Il rapporto con il proprio figlio…è una riflessione a cui dedico molto tempo ultimamente.
L’idea comune attualmente è che il bimbo vada educato.
Il bambino non è capace di dormire: si sveglia sempre, noi dobbiamo INSEGNARGLI a dormire tutta la notte.
Il bambino non è capace di fare i bisogni nel vasino: per questo gli mettiamo un pannolone.
Il bambino non è capace di mangiare: è per questo che prima cerchiamo di allungare le poppate più possibile e poi, con lo svezzamento, gli diamo da mangiare a orari, e possibilmente tutto frullato, perché non sa mangiare i cibi solidi.
Il bambino non sa comportarsi bene: è capriccioso di natura, è monello…è per questo che dobbiamo insegnargli la buona educazione, a stare seduto bene, a non alzare la voce, a non sporcarsi, a non rotolarsi per terra…
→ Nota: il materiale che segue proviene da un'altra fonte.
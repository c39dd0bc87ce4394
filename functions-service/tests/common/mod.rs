use functions_service::config::{
    BrandingConfig, FirebaseConfig, FunctionsConfig, ResendConfig, VerificationConfig,
};
use functions_service::models::User;
use functions_service::services::{MockEmailProvider, UserStore};
use functions_service::startup::Application;
use service_core::config::Config as CoreConfig;
use std::sync::Arc;

pub const TEST_BASE_URL: &str = "https://functions.test.local";
pub const TEST_DEFAULT_LOGO: &str = "https://cdn.test.local/default-logo.png";

pub struct TestApp {
    pub address: String,
    pub store: Arc<dyn UserStore>,
    pub mailbox: Arc<MockEmailProvider>,
}

impl TestApp {
    pub async fn spawn() -> Self {
        // Port 0, in-memory store, mock mailbox
        let config = FunctionsConfig {
            common: CoreConfig { port: 0 },
            resend: ResendConfig {
                api_key: None,
                from_onboarding: "Onboarding <onboarding@test.local>".to_string(),
                from_alerts: "Finsync <alerts@test.local>".to_string(),
                from_info: "Finsync <info@test.local>".to_string(),
                enabled: false,
            },
            firebase: FirebaseConfig {
                database_url: "http://localhost:9000".to_string(),
                auth_token: None,
                enabled: false,
            },
            verification: VerificationConfig {
                base_url: TEST_BASE_URL.to_string(),
                ttl_hours: 1,
                success_url: None,
            },
            branding: BrandingConfig {
                logo_url: TEST_DEFAULT_LOGO.to_string(),
                bank_name: "Finsync".to_string(),
            },
        };

        let app = Application::build(config)
            .await
            .expect("Failed to build test application");

        let port = app.port();
        let store = app.store();
        let mailbox = app.mock_email().expect("Test application must use the mock provider");
        let address = format!("http://127.0.0.1:{}", port);

        tokio::spawn(async move {
            app.run_until_stopped().await.ok();
        });

        // Wait for the server to come up
        let client = reqwest::Client::new();
        let health_url = format!("{}/health", address);
        for _ in 0..50 {
            if client.get(&health_url).send().await.is_ok() {
                break;
            }
            tokio::time::sleep(tokio::time::Duration::from_millis(50)).await;
        }

        TestApp {
            address,
            store,
            mailbox,
        }
    }

    /// Seed a user record as the external signup process would.
    pub async fn seed_user(&self, user_id: &str, user: User) {
        self.store
            .put_user(user_id, &user)
            .await
            .expect("Failed to seed user");
    }

    pub async fn user(&self, user_id: &str) -> User {
        self.store
            .get_user(user_id)
            .await
            .expect("Failed to load user")
            .expect("User not found")
    }
}

/// A minimal user with an email address, as created by signup.
pub fn user_with_email(email: &str) -> User {
    User {
        email: Some(email.to_string()),
        ..Default::default()
    }
}
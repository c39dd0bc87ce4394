use axum::{
    http::StatusCode,
    response::{IntoResponse, Response},
    Json,
};
use serde::Serialize;
use thiserror::Error;

#[derive(Debug, Error)]
pub enum AppError {
    #[error("Validation error: {0}")]
    ValidationError(#[from] validator::ValidationErrors),

    #[error("Bad request: {0}")]
    BadRequest(anyhow::Error),

    #[error("Not found: {0}")]
    NotFound(anyhow::Error),

    #[error("Internal server error: {0}")]
    InternalError(#[from] anyhow::Error),

    #[error("Service Unavailable")]
    ServiceUnavailable,

    #[error("Database error: {0}")]
    DatabaseError(anyhow::Error),

    #[error("Email error: {0}")]
    EmailError(String),

    #[error("Configuration error: {0}")]
    ConfigError(anyhow::Error),
}

impl From<config::ConfigError> for AppError {
    fn from(err: config::ConfigError) -> Self {
        AppError::ConfigError(anyhow::Error::new(err))
    }
}

impl From<std::io::Error> for AppError {
    fn from(err: std::io::Error) -> Self {
        AppError::InternalError(anyhow::Error::new(err))
    }
}

impl IntoResponse for AppError {
    fn into_response(self) -> Response {
        #[derive(Serialize)]
        struct ErrorResponse {
            error: String,
            #[serde(skip_serializing_if = "Option::is_none")]
            details: Option<String>,
        }

        let (status, error_message, details) = match self {
            AppError::ValidationError(err) => (
                StatusCode::UNPROCESSABLE_ENTITY,
                "Validation error".to_string(),
                Some(err.to_string()),
            ),
            AppError::BadRequest(err) => (StatusCode::BAD_REQUEST, err.to_string(), None),
            AppError::NotFound(err) => (StatusCode::NOT_FOUND, err.to_string(), None),
            AppError::InternalError(err) => (
                StatusCode::INTERNAL_SERVER_ERROR,
                "Internal server error".to_string(),
                Some(format!("{:#?}", err)),
            ),
            AppError::ServiceUnavailable => (
                StatusCode::SERVICE_UNAVAILABLE,
                "Service unavailable".to_string(),
                None,
            ),
            AppError::DatabaseError(err) => (
                StatusCode::INTERNAL_SERVER_ERROR,
                "Database error".to_string(),
                Some(err.to_string()),
            ),
            AppError::EmailError(msg) => (
                StatusCode::INTERNAL_SERVER_ERROR,
                "Email error".to_string(),
                Some(msg),
            ),
            AppError::ConfigError(err) => (
                StatusCode::INTERNAL_SERVER_ERROR,
                "Configuration error".to_string(),
                Some(err.to_string()),
            ),
        };

        (
            status,
            Json(ErrorResponse {
                error: error_message,
                details,
            }),
        )
            .into_response()
    }
}
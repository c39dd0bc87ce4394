pub mod notification;
pub mod user;

pub use notification::{Notification, NotificationData, NotificationKind};
pub use user::{User, Verification};
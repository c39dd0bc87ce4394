use crate::config::BrandingConfig;
use crate::models::{Notification, NotificationKind, User};
use crate::services::metrics::record_email;
use crate::services::templates::{
    self, display_or_placeholder, format_amount, format_timestamp, DebitAlertFields,
};
use crate::services::{EmailMessage, EmailProvider, ServiceError, UserStore};
use chrono::Utc;
use std::sync::Arc;

/// Which template handled a notification-created event.
#[derive(Debug, PartialEq)]
pub enum NotificationOutcome {
    DebitAlertSent,
    /// Unknown notification types fall back to the informative template
    /// rather than being dropped or rejected.
    GenericSent,
}

#[derive(Clone)]
pub struct NotificationService {
    store: Arc<dyn UserStore>,
    email: Arc<dyn EmailProvider>,
    branding: BrandingConfig,
    from: String,
}

impl NotificationService {
    pub fn new(
        store: Arc<dyn UserStore>,
        email: Arc<dyn EmailProvider>,
        branding: BrandingConfig,
        from: String,
    ) -> Self {
        Self {
            store,
            email,
            branding,
            from,
        }
    }

    /// Trigger: a notification record was created. Loads the owning user,
    /// renders the matching template, and sends the email.
    pub async fn handle_notification_created(
        &self,
        user_id: &str,
        notification_id: &str,
        notification: &Notification,
    ) -> Result<NotificationOutcome, ServiceError> {
        let user = self
            .store
            .get_user(user_id)
            .await?
            .ok_or(ServiceError::UserNotFound)?;

        let Some(email) = user.email.as_deref().filter(|e| !e.trim().is_empty()) else {
            tracing::warn!(user_id = %user_id, "User has no email field, cannot deliver notification");
            return Err(ServiceError::MissingEmail);
        };

        let subject = notification
            .title
            .clone()
            .unwrap_or_else(|| "Debit Alert!".to_string());
        let logo_url = self.resolve_logo(notification, &user);

        let (html, outcome) = match notification.kind {
            NotificationKind::DebitAlert => (
                self.render_debit_alert(notification, notification_id, &user, logo_url),
                NotificationOutcome::DebitAlertSent,
            ),
            NotificationKind::Unknown => {
                tracing::warn!(
                    user_id = %user_id,
                    notification_id = %notification_id,
                    "Unknown notification type, falling back to informative template"
                );
                let body = notification
                    .body
                    .clone()
                    .unwrap_or_else(|| "You have a new notification on your account.".to_string());
                (
                    templates::render_informative(&subject, &body, user.display_name(), &logo_url),
                    NotificationOutcome::GenericSent,
                )
            }
        };

        let template = match outcome {
            NotificationOutcome::DebitAlertSent => "debit_alert",
            NotificationOutcome::GenericSent => "informative",
        };

        let message = EmailMessage {
            from: self.from.clone(),
            to: vec![email.to_string()],
            subject: subject.clone(),
            body_html: Some(html),
            body_text: None,
            reply_to: None,
        };

        let response = self.email.send(&message).await.inspect_err(|_| {
            record_email(template, "failed");
        })?;
        record_email(template, "sent");

        tracing::info!(
            user_id = %user_id,
            notification_id = %notification_id,
            kind = %notification.kind,
            to = %email,
            provider_id = ?response.provider_id,
            "Notification email sent"
        );

        Ok(outcome)
    }

    /// Branding logo precedence: data-level, then notification-level, then
    /// user-level, then the configured default.
    fn resolve_logo(&self, notification: &Notification, user: &User) -> String {
        notification
            .data
            .logo_url
            .clone()
            .or_else(|| notification.logo_url.clone())
            .or_else(|| user.logo_url.clone())
            .unwrap_or_else(|| self.branding.logo_url.clone())
    }

    fn render_debit_alert(
        &self,
        notification: &Notification,
        notification_id: &str,
        user: &User,
        logo_url: String,
    ) -> String {
        let data = &notification.data;

        let created_at = notification
            .created_at
            .map(|t| t.to_rfc3339())
            .or_else(|| data.date_time.clone())
            .unwrap_or_else(|| Utc::now().to_rfc3339());

        let reference = data
            .transaction_id
            .clone()
            .or_else(|| data.reference.clone())
            .unwrap_or_else(|| notification_id.to_string());

        let fields = DebitAlertFields {
            first_name: user.display_name().to_string(),
            amount: format_amount(data.amount),
            balance: format_amount(data.balance.or(user.account_balance)),
            account_number: display_or_placeholder(user.account_number.as_deref()),
            date_time: format_timestamp(&created_at),
            narration: display_or_placeholder(
                data.description.as_deref().or(notification.body.as_deref()),
            ),
            reference,
            bank_name: user
                .bank_name
                .clone()
                .unwrap_or_else(|| self.branding.bank_name.clone()),
            logo_url,
        };

        templates::render_debit_alert(&fields)
    }
}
Mi viene da pensare che un bambino è una creatura perfetta, una creatura di Dio. I suoi organi funzionano alla perfezione: il cuore batte, i polmoni si riempiono d’aria, l’intestino inizia a funzionare a poche ore dalla nascita. Mi ricordo che quando Samu aveva pochi giorni mi ero meravigliata nel guardare le piccole perline di sudore che una notte gli avevo trovato sulla fronte, a farmi capire che dovevo coprirlo di meno…insomma: un organismo perfetto! Perché se tutto funziona così bene, devo pensare di poter agire su di lui come voglio?
Non credo a questo punto di potermi permettere di decidere quando e cosa Samuele debba mangiare.
Non credo che la cosa migliore per lui sia di costringerlo a dormire tutta la notte, negandogli la mia presenza, il seno, il mio abbraccio quando si sveglia.
E non credo che sia giusto dirgli che fa il monello se non mangia bene, se urla, se chiede il seno al centro commerciale e interrompe di ciucciare per guardarti felice…lasciando un capezzolo scoperto: che orrore, un capezzolo al centro commerciale!
So già quali sono i pensieri che scaturiscono leggendo queste frasi, perché mi sono stati rivolti personalmente. La paura più grande è quella di sfociare nel permessivismo: tutto è concesso e non si riesce più a dire di no al bambino. Ma non è che la nostra paura sia legata a cosa penseranno gli altri quando vedranno che nostro figlio non è stato ben educato? Penseranno che non siamo capaci di fare i genitori. Vedranno nostro figlio fare i capricci, picchiare gli altri bambini, disturbare, non ubbidire…
Penso che la cosa giusta sia andare al di là di questi concetti e di iniziare a vedere l’educazione non come una manovra di dominio, di insegnamento, di addomesticazione, ma come un rapporto tra due persone, come peraltro è.
Un rapporto dove entrambi danno e ricevono, come avviene anche tra due persone adulte. Anzi, come avviene tra due persone che si sentono allo stesso livello. Il rapporto con il bambino invece è sempre su due piani differenti.
Sto ragionando molto su questo ultimamente, perché è super facile sfociare nella dominazione. Io voglio “semplicemente” godere del rapporto con mio figlio, un interscambio di esperienze e di sensazioni. Un rapporto di amore.
Lo stesso grandissimo amore che lui prova per i sui genitori.
Credo sia questa la chiave giusta per crescere un figlio nel migliore dei modi.